Task material: Begin
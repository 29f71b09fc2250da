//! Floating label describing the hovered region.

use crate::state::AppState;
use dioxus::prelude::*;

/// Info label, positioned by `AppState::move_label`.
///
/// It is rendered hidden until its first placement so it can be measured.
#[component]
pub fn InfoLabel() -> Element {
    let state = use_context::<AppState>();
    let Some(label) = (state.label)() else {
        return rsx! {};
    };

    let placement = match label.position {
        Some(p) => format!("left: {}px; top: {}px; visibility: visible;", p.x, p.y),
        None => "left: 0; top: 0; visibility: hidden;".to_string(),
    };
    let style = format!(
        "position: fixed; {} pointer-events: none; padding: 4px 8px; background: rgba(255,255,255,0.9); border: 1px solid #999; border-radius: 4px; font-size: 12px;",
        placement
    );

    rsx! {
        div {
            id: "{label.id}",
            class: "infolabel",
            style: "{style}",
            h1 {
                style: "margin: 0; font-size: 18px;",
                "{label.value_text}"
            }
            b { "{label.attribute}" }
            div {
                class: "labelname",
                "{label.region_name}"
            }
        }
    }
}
Task material: End
Task material: Begin
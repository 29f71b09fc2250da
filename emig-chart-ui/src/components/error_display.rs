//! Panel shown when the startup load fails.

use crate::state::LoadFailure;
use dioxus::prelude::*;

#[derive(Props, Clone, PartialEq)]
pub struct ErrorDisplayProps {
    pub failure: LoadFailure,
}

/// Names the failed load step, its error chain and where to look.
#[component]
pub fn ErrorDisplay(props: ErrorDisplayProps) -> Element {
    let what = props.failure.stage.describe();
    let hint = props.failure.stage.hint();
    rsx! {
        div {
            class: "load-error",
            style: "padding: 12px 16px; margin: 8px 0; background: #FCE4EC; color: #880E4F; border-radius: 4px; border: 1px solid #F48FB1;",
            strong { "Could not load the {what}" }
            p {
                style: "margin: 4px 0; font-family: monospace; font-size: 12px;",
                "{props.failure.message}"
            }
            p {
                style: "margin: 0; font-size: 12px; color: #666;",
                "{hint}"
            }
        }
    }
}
Task material: End
Activity. Copy out each line of the entries where the word "color" is found.

Answer to this task.
            style: "padding: 12px 16px; margin: 8px 0; background: #FCE4EC; color: #880E4F; border-radius: 4px; border: 1px solid #F48FB1;",
                style: "margin: 0; font-size: 12px; color: #666;",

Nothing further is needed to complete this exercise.